Creativity: let's party like it's 2007
Creativity: let's party like it's 2007
A view from Will Harris

What will marketing look like in a post-recession world?

The recession brought ROI into sharp focus, but as the economy recovers, let's get creative, writes Will Harris

I heard an amusing quip the other day. A hoary old agency creative who had survived 30 years of long lunches and growling at account people was asked how he saw the modern agency world of "360-degree appraisals", "sharing", "building" and "supporting". How different was it working back then, compared with now? He thought for a minute and concluded: "It’s basically the same, except it just takes longer to tell someone to fuck off."

Wise words, and as talk turns to post-recession marketers, a reminder, perhaps, that every generation thinks it has reinvented the wheel. Sure, there must be differences between marketing in the booming sunny uplands of 2% GDP growth compared with the icy grip of recession, but how much of that is down to the economic climate, and how much to broader marketing trends? What will marketing look like in a post-recession world?

Steering a panel debate at the rather excellent BrandMAX conference in London last month, Dan Robb, European B2B marketing manager at Sony Europe, James Frost, marketing director at Nectar, and Meaghan Fitzgerald, head of marketing and founding management at 23snaps, painted a picture of the future marketing world that our aforementioned creative would view as positively dystopian. The talk was of algorithms, measur­ability and facts.

As a litmus test of how modern and digital an organisation is, it’s tough to beat just asking people what percentage of their total marketing budget they can track (track, mind you, not post-rationalise). The range in the panel and audience was from 80% at the top, down to 20% at the bottom end. If that span is a reflection of the broader marketing milieu, then it is clear that we have a long road to travel before all businesses are equal in this regard.

Recession legacy

Obviously, not all business models are the same, and a pure-play online company is far more likely to rush to instant accountability than one with a less direct model, but the fact remains that this is one-way traffic. Marketers don’t move away from measurement and accountability. Finance directors and chief executives are not likely to become less interested in where you have spent your money, and what you got for it, whatever the economic climate.

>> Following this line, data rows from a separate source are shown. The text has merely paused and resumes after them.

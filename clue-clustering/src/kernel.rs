//! Weight functions used by the density pass ([`crate::density`]).

use crate::errors::ClueError;

/// A convolution kernel evaluated over the distance between two points.
///
/// All variants share the same contract: `eval(dist, i, j)` returns a non-negative
/// weight, and `eval(0.0, i, i)` always returns exactly `1.0` regardless of the
/// kernel's shape -- the self-term is frozen so that a point's own weight always
/// contributes `w[i] * 1` to its density.
#[derive(Debug, Clone, Copy, PartialEq)]
pub enum Kernel {
    /// Constant weight `h` for every pair with `i != j`.
    Flat(f64),
    /// `amp * exp(-avg * dist)`.
    Exponential { avg: f64, amp: f64 },
    /// `amp * exp(-(dist - avg)^2 / (2 * std^2))`.
    Gaussian { avg: f64, std: f64, amp: f64 },
}

impl Kernel {
    /// Builds a flat kernel. Fails unless `h > 0`.
    pub fn flat(h: f64) -> Result<Kernel, ClueError> {
        if !(h > 0.0) {
            return Err(ClueError::InvalidParameter {
                reason: format!("flat kernel height must be positive, got {h}"),
            });
        }
        Ok(Kernel::Flat(h))
    }

    /// Builds an exponential kernel. Fails unless `avg > 0` and `amp > 0`.
    pub fn exponential(avg: f64, amp: f64) -> Result<Kernel, ClueError> {
        if !(avg > 0.0) || !(amp > 0.0) {
            return Err(ClueError::InvalidParameter {
                reason: format!(
                    "exponential kernel requires avg > 0 and amp > 0, got avg={avg}, amp={amp}"
                ),
            });
        }
        Ok(Kernel::Exponential { avg, amp })
    }

    /// Builds a Gaussian kernel. Fails unless `avg`, `std`, `amp` are all positive.
    pub fn gaussian(avg: f64, std: f64, amp: f64) -> Result<Kernel, ClueError> {
        if !(avg > 0.0) || !(std > 0.0) || !(amp > 0.0) {
            return Err(ClueError::InvalidParameter {
                reason: format!(
                    "gaussian kernel requires avg, std, amp > 0, got avg={avg}, std={std}, amp={amp}"
                ),
            });
        }
        Ok(Kernel::Gaussian { avg, std, amp })
    }

    /// Evaluates the kernel for a pair of points `i`, `j` separated by `dist`.
    ///
    /// The self-term (`i == j`) always returns `1.0`.
    pub fn eval(&self, dist: f64, i: usize, j: usize) -> f64 {
        if i == j {
            return 1.0;
        }
        match *self {
            Kernel::Flat(h) => h,
            Kernel::Exponential { avg, amp } => amp * (-avg * dist).exp(),
            Kernel::Gaussian { avg, std, amp } => {
                let z = (dist - avg) / std;
                amp * (-0.5 * z * z).exp()
            }
        }
    }
}

impl Default for Kernel {
    fn default() -> Self {
        Kernel::Flat(0.5)
    }
}

#[cfg(test)]
mod tests {
    use super::*;

    #[test]
    fn self_term_is_always_one() {
        let flat = Kernel::flat(0.5).unwrap();
        let exp = Kernel::exponential(1.0, 2.0).unwrap();
        let gauss = Kernel::gaussian(1.0, 1.0, 2.0).unwrap();
        assert_eq!(flat.eval(0.0, 4, 4), 1.0);
        assert_eq!(exp.eval(0.0, 4, 4), 1.0);
        assert_eq!(gauss.eval(0.0, 4, 4), 1.0);
    }

    #[test]
    fn flat_rejects_non_positive_height() {
        assert!(Kernel::flat(0.0).is_err());
        assert!(Kernel::flat(-1.0).is_err());
    }

    #[test]
    fn exponential_rejects_bad_parameters() {
        assert!(Kernel::exponential(0.0, 1.0).is_err());
        assert!(Kernel::exponential(1.0, 0.0).is_err());
        assert!(Kernel::exponential(-1.0, 1.0).is_err());
    }

    #[test]
    fn gaussian_rejects_bad_parameters() {
        assert!(Kernel::gaussian(0.0, 1.0, 1.0).is_err());
        assert!(Kernel::gaussian(1.0, 0.0, 1.0).is_err());
        assert!(Kernel::gaussian(1.0, 1.0, 0.0).is_err());
    }

    #[test]
    fn flat_kernel_returns_constant_off_diagonal() {
        let k = Kernel::flat(0.75).unwrap();
        assert_eq!(k.eval(1.0, 0, 1), 0.75);
        assert_eq!(k.eval(10.0, 0, 1), 0.75);
    }

    #[test]
    fn exponential_decays_with_distance() {
        let k = Kernel::exponential(1.0, 2.0).unwrap();
        let near = k.eval(0.1, 0, 1);
        let far = k.eval(5.0, 0, 1);
        assert!(near > far);
    }

    #[test]
    fn gaussian_peaks_at_avg() {
        let k = Kernel::gaussian(2.0, 1.0, 3.0).unwrap();
        let at_peak = k.eval(2.0, 0, 1);
        let off_peak = k.eval(5.0, 0, 1);
        assert!((at_peak - 3.0).abs() < 1e-12);
        assert!(at_peak > off_peak);
    }
}
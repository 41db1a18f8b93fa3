//! CSV ingestion and egress for the CLUE clustering engine.
//!
//! `clue-clustering` never touches a file: the pipeline works on in-memory, dimension-major
//! coordinate buffers. This crate is the external collaborator that turns a CSV file into such
//! buffers, and turns a finished clustering back into a CSV file. It is deliberately a thin,
//! non-core layer — see the crate's `errors` module for why its failures are kept out of
//! `clue_clustering::ClueError`.
//!
//! # Opening an input stream, which might be gzip'ed
//!
//! The [open_file()] function opens a file of a given name. If that file name
//! has ``.gz`` suffix, the returned ``BufRead`` is automatically uncompressed:
//!
//! ```
//! use clue_io::open_file;
//! # use std::io;
//! # fn main() -> Result<(), io::Error> {
//! let reader = open_file("tests/test_files/points.csv")?;
//! let reader_gzipped = open_file("tests/test_files/points.csv.gz")?;
//! # Ok(())
//! # }
//! ```
//!
//! # Unified opening of an output stream
//!
//! [out_writer()] opens a file for writing. If the given name is ``"stdout"`` or ``"stderr"``,
//! it writes to the appropriate stream rather than to a file:
//!
//! ```
//! use std::fs;
//! use clue_io::out_writer;
//! let mut to_stream = out_writer("", true);
//! to_stream = out_writer("stdout", true);
//! assert!(fs::metadata("stdout").is_err());
//! let mut to_file = out_writer("clue_io_doctest.out", false);
//! assert!(fs::metadata("clue_io_doctest.out").is_ok());
//! # fs::remove_file("clue_io_doctest.out").expect("Can't remove a test file");
//! ```
//!
//! # Loading a point set for clustering
//!
//! [load_points_csv()] reads the schema described in the crate's [`points`] module and returns
//! buffers laid out exactly the way [`clue_clustering::points::PointStore::load`] expects them.
#![allow(clippy::needless_return)]
mod utils;
mod points;
pub mod errors;

pub use utils::*;
pub use points::{load_points_csv, write_clusters_csv, LoadedPoints};
pub use errors::IngestError;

This is perhaps the lasting legacy of the recession. When money was tight and sales were even tighter, it paid to be able to show a real-time return on your marketing dollar as a defence mechanism against the end-of-quarter P&L collection plate. "Investing ahead of return", it strikes me, is a phrase dreamed up by academics during an economic boom. "Making the payroll" has been the corporate
imperative over recent times.

So if you are secretly thinking that an end to the recession will signal the start of Champagne marketing, my message is bleak. The days of accountable marketing are here to stay. Where I do think there are grounds for optimism is in the style and spirit of the communications we will start to see.

Change in prospect

All the best advertising and marketing is, in some sense, a reflection of the society in which it is created. If our ad agencies have been creating a conveyor belt of images showing hardworking people struggling to make ends meet as they do their weekly shop/clothe their children/insure their car, that’s because it reflects real life. I’m not expecting campaigns asking "How do you fill up your helicopter?" any time soon, but a return to good fortune in the economy might open up some richer, less short-term creative ideas.

Just as people are concepts or numbers, marketing department tend to be creative powerhouses or counting houses.

All of which brings me nicely back to our panel, and the gentle tussle over the future of marketing: is it a gaggle of number-crunchers, cleverly spitting out messages and offers to just the right people at just the right time, effortlessly learning as they go?

In that version of the future, marketers are more nerds than necromancers, numerate but not necessarily literate. The creative smarts are farmed out to the agency, the last bastion of imagination without reason in the marketing civilisation.

The alternative view of the marketing world sees all the earnest wrestling with numbers solved at a stroke by a real black box. It hums away in the corner of the office (or more likely, somewhere in the cloud) quietly, efficiently, without the need for fixed-wheel bicycles or contributory pensions. It sparks an arms race, in which the media agencies are the superpowers and the poor clients proxy nations doing battle on their behalf.

I found myself alone on the BrandMAX panel in my belief that, just as people are intrinsically concepts or numbers, so too will marketing departments tend to be either creative powerhouses or counting houses. No doubt both types of people will be needed, but the output will be defined for that business in one way or the other.

For my part, I’ve always believed that the potency of creative ideas is the exciting differentiator in our business, and that calculated risk-taking, by which I mean doing what you think is the right thing, but cannot prove until after the event, is the best way to conduct your marketing (and your life). However well-buffed and polished your algorithms are, and whatever stage of the economic cycle we are in, if your marketing is dull and unimaginative, you are doomed to spend a life in the shallows. To put it in terms our wizened creative from the start of this piece could relate to: "Shit in, shit out."